Al siguiente día, sola, porque mi prima había partido hacia Machu Pichu, me tomé un tuc tuc hacia la dirección de un tatuador peruano -ubicado en la ciudad- horas previas a subirme al micro hacia mi destino final: Cuzco. La noche anterior, había buscado en Google: “tatuadores en Ica”. Seleccioné el que más recomendaciones tenía. Le mandé un mensaje para ver si me daba un turno y comprobé que no estaba lejos de la terminal. Me dio turno a las cinco de la tarde.
Ya sabía dónde me lo haría y a partir de ese día, ella estaría en mi cuerpo para siempre.
El diseño lo armé sobre la marcha. Esbozamos juntos el perfil de una mujer, con su pelo largo. En las puntas del cabello, se podía ver la cola del mono, pero también una clave de sol, que sería por mi mamá, que se había dedicado a la música con fervor entrega y amor. Mi nombre, el de mi mamá y el de Anita, mi mejor amiga, me acompañarían el resto de mi vida . Se convertirían juntos en el nombre de mi hija aún no nacida: Indiana.
Mientras esperaba mi turno, con el diseño ya dibujado, una niña llegó para hacer mi espera más liviana y entretenida. Era la hija del tatuador. Ya no recuerdo su nombre pero lo que no olvido fue la conexión hermosa que tuvimos. Los juegos a los que jugamos y las risas que salieron de nuestras bocas.

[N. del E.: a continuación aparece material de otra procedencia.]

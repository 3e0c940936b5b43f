use config::{Config, ConfigError, Environment, File};
use serde::Deserialize;
use std::path::Path;
use std::time::Duration;

/// Main configuration structure
#[derive(Debug, Clone, Default, Deserialize)]
#[serde(default)]
pub struct AppConfig {
    pub platform: PlatformConfig,
    pub protocol: ProtocolConfig,
    pub registry: RegistryConfig,
    pub scheduler: SchedulerConfig,
    pub metrics: MetricsConfig,
    pub logging: LoggingConfig,
}

#[derive(Debug, Clone, Deserialize)]
#[serde(default)]
pub struct PlatformConfig {
    /// Human readable platform name
    pub name: String,
    pub version: String,
    pub description: String,
    /// Identifier sent as `source_agent` in every task envelope
    pub source_agent: String,
}

impl Default for PlatformConfig {
    fn default() -> Self {
        Self {
            name: "Switchboard".to_string(),
            version: env!("CARGO_PKG_VERSION").to_string(),
            description: "A2A agent coordination platform".to_string(),
            source_agent: "switchboard".to_string(),
        }
    }
}

#[derive(Debug, Clone, Deserialize)]
#[serde(default)]
pub struct ProtocolConfig {
    /// Wire protocol version placed in the envelope header
    pub version: String,
    /// Timeout for card fetch, task submit and status calls (ms)
    pub request_timeout_ms: u64,
    /// Timeout for health pings (ms)
    pub health_timeout_ms: u64,
    pub user_agent: String,
}

impl Default for ProtocolConfig {
    fn default() -> Self {
        Self {
            version: "1.0".to_string(),
            request_timeout_ms: 30_000,
            health_timeout_ms: 10_000,
            user_agent: concat!("switchboard/", env!("CARGO_PKG_VERSION")).to_string(),
        }
    }
}

impl ProtocolConfig {
    pub fn request_timeout(&self) -> Duration {
        Duration::from_millis(self.request_timeout_ms)
    }

    pub fn health_timeout(&self) -> Duration {
        Duration::from_millis(self.health_timeout_ms)
    }
}

/// Records not refreshed within this many agent timeouts are evicted
pub const STALENESS_MULTIPLIER: u32 = 3;

#[derive(Debug, Clone, Deserialize)]
#[serde(default)]
pub struct RegistryConfig {
    /// Per-agent timeout (ms); the staleness window is 3x this value
    pub agent_timeout_ms: u64,
    /// Interval between health sweeps (seconds, 0 = disabled)
    pub health_check_interval_secs: u64,
    /// Back-off after a failed sweep iteration (seconds)
    pub health_retry_delay_secs: u64,
}

impl Default for RegistryConfig {
    fn default() -> Self {
        Self {
            agent_timeout_ms: 30_000,
            health_check_interval_secs: 60,
            health_retry_delay_secs: 10,
        }
    }
}

impl RegistryConfig {
    pub fn staleness_window(&self) -> Duration {
        Duration::from_millis(self.agent_timeout_ms) * STALENESS_MULTIPLIER
    }
}

/// What `submit` does when the queue is full
#[derive(Debug, Clone, Copy, Default, PartialEq, Eq, Deserialize)]
#[serde(rename_all = "snake_case")]
pub enum SaturationPolicy {
    /// Fail fast with `SchedulerError::Saturated`
    #[default]
    Reject,
    /// Wait for queue space
    Block,
}

#[derive(Debug, Clone, Deserialize)]
#[serde(default)]
pub struct SchedulerConfig {
    /// Number of concurrent workers
    pub workers: usize,
    /// Bounded queue capacity
    pub queue_capacity: usize,
    pub saturation: SaturationPolicy,
    /// How long a terminal task stays queryable (ms)
    pub task_grace_period_ms: u64,
}

impl Default for SchedulerConfig {
    fn default() -> Self {
        Self {
            workers: 4,
            queue_capacity: 100,
            saturation: SaturationPolicy::Reject,
            task_grace_period_ms: 300_000,
        }
    }
}

impl SchedulerConfig {
    pub fn task_grace_period(&self) -> Duration {
        Duration::from_millis(self.task_grace_period_ms)
    }

    /// Worker count, never zero
    pub fn worker_count(&self) -> usize {
        self.workers.max(1)
    }
}

#[derive(Debug, Clone, Deserialize)]
#[serde(default)]
pub struct MetricsConfig {
    pub enabled: bool,
    pub interval_secs: u64,
}

impl Default for MetricsConfig {
    fn default() -> Self {
        Self {
            enabled: true,
            interval_secs: 60,
        }
    }
}

#[derive(Debug, Clone, Deserialize)]
#[serde(default)]
pub struct LoggingConfig {
    /// Log level (trace, debug, info, warn, error)
    pub level: String,
    /// Enable JSON formatted logs
    pub json: bool,
    /// Directory for daily rolling log files
    pub dir: Option<String>,
}

impl Default for LoggingConfig {
    fn default() -> Self {
        Self {
            level: default_log_level(),
            json: false,
            dir: None,
        }
    }
}

fn default_log_level() -> String {
    "info".to_string()
}

impl AppConfig {
    /// Load configuration from files and environment
    pub fn load() -> Result<Self, ConfigError> {
        Self::load_from("config")
    }

    /// Load configuration from a specific directory
    pub fn load_from<P: AsRef<Path>>(config_dir: P) -> Result<Self, ConfigError> {
        let config_dir = config_dir.as_ref();

        let builder = Config::builder()
            .set_default("logging.level", "info")?
            .set_default("logging.json", false)?
            .set_default("scheduler.saturation", "reject")?
            // Load default config file
            .add_source(File::from(config_dir.join("default.toml")).required(false))
            // Load environment-specific config (e.g., config/production.toml)
            .add_source(
                File::from(config_dir.join(
                    std::env::var("SWITCHBOARD_ENV")
                        .unwrap_or_else(|_| "development".to_string()),
                ))
                .required(false),
            )
            // Override with environment variables (SWITCHBOARD_SCHEDULER__WORKERS, etc.)
            .add_source(
                Environment::with_prefix("SWITCHBOARD")
                    .separator("__")
                    .try_parsing(true),
            );

        builder.build()?.try_deserialize()
    }
}
//! Agent discovery, health and lifecycle.

pub mod record;
#[allow(clippy::module_inception)]
pub mod registry;

pub use record::{agent_id, AgentRecord, AgentStatus, RegistrationResponse, RegistryStats};
pub use registry::AgentRegistry;
pub(crate) use registry::status_counts;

Sus besos, las fotos que nos sacamos y su afirmación: “Te vas a desmayar cuando papá te tatúe”; ¡No me desmayé de casualidad!
Me había olvidado del dolor del tatuaje. Era tan importante marcarme en la nuca ese nombre, ese símbolo, que ni siquiera había reparado en el dolor físico. Tenía el recuerdo de los tatuajes anteriores que me había hecho en el cuello y en la oreja dos meses después de la muerte de mamá, en marzo de 1996. Ambos, me habían dolido muchísimo. Pero ahora nada me iba a detener. mi nuca llevaría un secreto, un evangelio. No quería hacerlo público, aunque lo hubiera gritado hasta ahora: Indiana llegó para siempre.
Pasé a la camilla. El tatuador puso mi nuca cómoda para sus agujas. Sentí que cada vez faltaba menos. Comenzó.
El dolor que sentí fue tan grande que las lágrimas no paraban de caer al piso. Como la tolerancia no era discutible, decidí pensar. Mis pensamientos eran de dolor, pero no físico. Asociaba cada letra que creía que él iba dibujando, con la mujer que la representaba. En la I y en la N pensé en el dolor que tuve cuando me dijeron que Oliver estaba muerto en mi vientre. Cuando sentí la D, la l y la A, me fuí al momento en que mamá decidió irse de este mundo y pensé en el dolor que estaría atravesando para dejarnos. La nuca me dolía a más no poder, el corazón igual. Cuando llegó la N y A finales, vi a mi hermosa Anita. Recordé cómo las agujas le pinchaban el brazo raquítico y pude ver su cabecita con el casco que habíamos decidido ponerle para que no perdiera el pelo que tanto le gustaba, congelados en pleno invierno.
Mi Oliver era la muerte en mi cuerpo, en mi vida. Mi mamá, la muerte de la gran mujer que me dio la vida; y Anita era el poder de la calma, la compostura, el poder de la fuerza. Soporté la marca. Aguanté el desgarro, pero con ellas, con él, con la cola del mono y la clave de sol dibujados en mi cuerpo, se marcó en mí una postura distinta, compuesta, diseñada para la vida y para dar a luz.
Ya estaba todo oscuro cuando salí del local. La tarea del tatuador había concluido y se iba a entrenar al gimnasio. La moto salió a toda velocidad como el tiempo, como los hechos, como todos los tatuajes que dejaba en cuerpos ajenos a quienes no vería nunca más. Tomé el camino a la terminal para seguir mi viaje.